Utermann (Allianz GI): lunga vita alla gestione attiva!

QUALE FUTURO PER LA GESTIONE ATTIVA?  – La gestione attiva non è morta, ma le nuove condizioni di mercato richiedono un adeguamento di questa strategia che, rispetto al passato, deve concentrarsi maggiormente sulla generazione di alpha. Ne è convinto Andreas Utermann, global chief investment officer e co-head di Allianz Global Investors, secondo cui “gli asset manager che riusciranno nella metamorfosi riacquisteranno la fiducia degli investitori, poiché saranno in grado di generare l’obiettivo di rendimento dei clienti”.

LE PREOCCUPAZIONI DEGLI ESPERTI – Una cosa è certa, spiega Utermann: “i gestori patrimoniali attivi sono sotto pressione, e la pressione è talmente forte che alcuni esperti del settore hanno già fatto suonare le campane a lutto. La ragione è che, dopo aver generato un notevole valore aggiunto per i clienti per oltre tre decenni, i gestori attivi di fondi azionari in media non sono stati in grado di superare i propri benchmark dal 2009. Ciò soffia vento a favore per i sostenitori delle strategie di investimento passive e pone una questione sull’esistenza della gestione patrimoniale attiva”. Ma il cio di Allianz GI è convinto che queste sentenze sulla fine della gestione attiva siano del tutto esagerate e che al contrario, considerando l’attuale combinazione di bassi tassi di interesse da un lato, e costante ricerca di rendimenti più elevati da parte degli investitori dall’altro lato, “la gestione attiva è oggi più importante che mai”. Le condizioni del mercato finanziario sono cambiate radicalmente. “In passato, per ottenere ritorni a lungo termine elevati gli investitori potevano affidarsi in gran parte ai rendimenti del mercato, vale a dire il beta. L’outperformance – alpha – rappresentava una sorta di ciliegina sulla torta. Al giorno d’oggi, in tempi di repressione finanziaria, è il contrario: alpha, il rendimento aggiuntivo, è diventato la principale fonte di reddito e la componente di beta un’integrazione”.

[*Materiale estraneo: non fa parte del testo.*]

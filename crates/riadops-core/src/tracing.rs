//! Tracing setup for riadops.
//!
//! One subscriber is installed per process. The `serve` command usually runs
//! with [`TracingConfig::service`] (JSON lines for the log collector), the
//! one-shot CLI commands with the default pretty output or
//! [`TracingConfig::cli_debug`] when `--debug` is given.
//!
//! ```ignore
//! use riadops_core::tracing::{init_tracing, TracingConfig};
//!
//! init_tracing(TracingConfig::service())?;
//! ```

use std::str::FromStr;

use serde::{Deserialize, Serialize};
use thiserror::Error;
use tracing::Level;
use tracing_subscriber::{
    EnvFilter,
    fmt::{self, format::FmtSpan},
    prelude::*,
};

/// Crate prefix used for the default filter directive.
const TARGET_PREFIX: &str = "riadops";

/// Errors that can occur during tracing initialization
#[derive(Debug, Error)]
pub enum TracingError {
    /// Failed to set global subscriber
    #[error("failed to set global tracing subscriber: {0}")]
    SetGlobalSubscriber(#[from] tracing::subscriber::SetGlobalDefaultError),

    /// Failed to parse env filter directive
    #[error("failed to parse env filter: {0}")]
    EnvFilter(#[from] tracing_subscriber::filter::ParseError),

    /// Unknown level or format name in configuration
    #[error("unknown {kind} '{value}'")]
    UnknownSetting { kind: &'static str, value: String },
}

/// Output format for tracing logs
#[derive(Debug, Clone, Copy, Default, PartialEq, Eq, Serialize, Deserialize)]
#[serde(rename_all = "lowercase")]
pub enum TracingOutputFormat {
    /// Human-readable pretty format (default)
    #[default]
    Pretty,
    /// Compact single-line format
    Compact,
    /// JSON lines
    Json,
}

impl FromStr for TracingOutputFormat {
    type Err = TracingError;

    fn from_str(s: &str) -> Result<Self, Self::Err> {
        match s.trim().to_ascii_lowercase().as_str() {
            "pretty" => Ok(Self::Pretty),
            "compact" => Ok(Self::Compact),
            "json" => Ok(Self::Json),
            other => Err(TracingError::UnknownSetting {
                kind: "log format",
                value: other.to_string(),
            }),
        }
    }
}

/// Parses a level name such as `info` or `DEBUG`.
pub fn parse_level(s: &str) -> Result<Level, TracingError> {
    Level::from_str(s.trim()).map_err(|_| TracingError::UnknownSetting {
        kind: "log level",
        value: s.to_string(),
    })
}

/// Configuration for tracing initialization
#[derive(Debug, Clone)]
pub struct TracingConfig {
    /// The default log level when RUST_LOG is not set
    pub default_level: Level,
    /// Output format for log messages
    pub output_format: TracingOutputFormat,
    /// Whether to include file/line information in logs
    pub include_location: bool,
    /// Whether to include target (module path) in logs
    pub include_target: bool,
    /// Whether to include timestamps
    pub include_timestamp: bool,
    /// Whether to log span close events with their timings
    pub include_span_events: bool,
    /// Custom env filter directive (overrides default_level if set)
    pub env_filter: Option<String>,
}

impl Default for TracingConfig {
    fn default() -> Self {
        Self {
            default_level: Level::INFO,
            output_format: TracingOutputFormat::Pretty,
            include_location: false,
            include_target: true,
            include_timestamp: true,
            include_span_events: false,
            env_filter: None,
        }
    }
}

impl TracingConfig {
    /// Config for interactive CLI runs with `--debug`
    #[must_use]
    pub fn cli_debug() -> Self {
        Self {
            default_level: Level::DEBUG,
            output_format: TracingOutputFormat::Compact,
            include_location: true,
            include_timestamp: false,
            ..Self::default()
        }
    }

    /// Config for the long-running HTTP service
    #[must_use]
    pub fn service() -> Self {
        Self {
            output_format: TracingOutputFormat::Json,
            include_span_events: true,
            ..Self::default()
        }
    }

    /// Set the default log level
    #[must_use]
    pub fn with_level(mut self, level: Level) -> Self {
        self.default_level = level;
        self
    }

    /// Set the output format
    #[must_use]
    pub fn with_format(mut self, format: TracingOutputFormat) -> Self {
        self.output_format = format;
        self
    }

    /// Set a custom env filter directive
    #[must_use]
    pub fn with_env_filter(mut self, filter: impl Into<String>) -> Self {
        self.env_filter = Some(filter.into());
        self
    }

    /// The directive used when neither `env_filter` nor `RUST_LOG` is set.
    fn default_directive(&self) -> String {
        format!(
            "{TARGET_PREFIX}={},tower_http={}",
            self.default_level, self.default_level
        )
    }
}

/// Installs the global subscriber described by `config`.
///
/// `RUST_LOG` takes precedence over `default_level` but not over an explicit
/// `env_filter`.
///
/// # Errors
///
/// Returns an error if a global subscriber is already installed or the
/// filter directive does not parse.
pub fn init_tracing(config: TracingConfig) -> Result<(), TracingError> {
    let env_filter = match config.env_filter {
        Some(ref filter) => EnvFilter::try_new(filter)?,
        None => EnvFilter::try_from_default_env()
            .unwrap_or_else(|_| EnvFilter::new(config.default_directive())),
    };

    let span_events = if config.include_span_events {
        FmtSpan::CLOSE
    } else {
        FmtSpan::NONE
    };

    let layer = fmt::layer()
        .with_file(config.include_location)
        .with_line_number(config.include_location)
        .with_target(config.include_target)
        .with_span_events(span_events);

    let layer = match (config.output_format, config.include_timestamp) {
        (TracingOutputFormat::Pretty, true) => layer.pretty().boxed(),
        (TracingOutputFormat::Pretty, false) => layer.pretty().without_time().boxed(),
        (TracingOutputFormat::Compact, true) => layer.compact().boxed(),
        (TracingOutputFormat::Compact, false) => layer.compact().without_time().boxed(),
        (TracingOutputFormat::Json, _) => layer.json().boxed(),
    };

    let subscriber = tracing_subscriber::registry().with(env_filter).with(layer);
    tracing::subscriber::set_global_default(subscriber)?;

    Ok(())
}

E’ NECESSARIA UNA METAMORFORSI – “Queste nuove condizioni richiedono dunque un adeguamento della gestione attiva che, rispetto al passato, deve concentrarsi maggiormente sulla generazione di alpha. Ciò emerge analizzando le cause della mancata sovraperformance degli ultimi anni. Una delle principali ragioni è il calo della volatilità del mercato azionario e contemporaneamente la maggiore correlazione tra le azioni. Questo si riflette anche nelle metriche: il tracking error per i fondi azionari, per esempio, che misura la differenza tra il rendimento atteso del portafoglio e il benchmark, è diminuito negli ultimi anni. Alcuni osservatori del mercato hanno concluso che i gestori di fondi devono più che mai attenersi al loro benchmark. Ma questo non è assolutamente vero”, prosegue Utermann. “Al contrario, questo significa che la gestione del portafoglio deve diventare sempre più attiva. Nel contesto attuale la cosiddetta active share – la somma del peso delle deviazioni del portafoglio rispetto all’indice di riferimento, che misura direttamente se e in quale misura esiste una selezione azionaria attiva – è probabilmente lo strumento migliore per misurare il grado di attività di un gestore”.

COSA DEVONO FARE I GESTORI – Ora dunque, i gestori patrimoniali attivi dovranno concentrarsi maggiormente sulle seguenti strategie: stock picking concentrato, stock picking diversificato, strategie uncostrained e alternative, arricchite dal supporto dell’investimento attivo e sistemi di gestione del rischio sofisticati. In tale modo non diventeranno operatori di nicchia ma, al contrario, potrebbero beneficiare di un enorme potenziale di mercato”.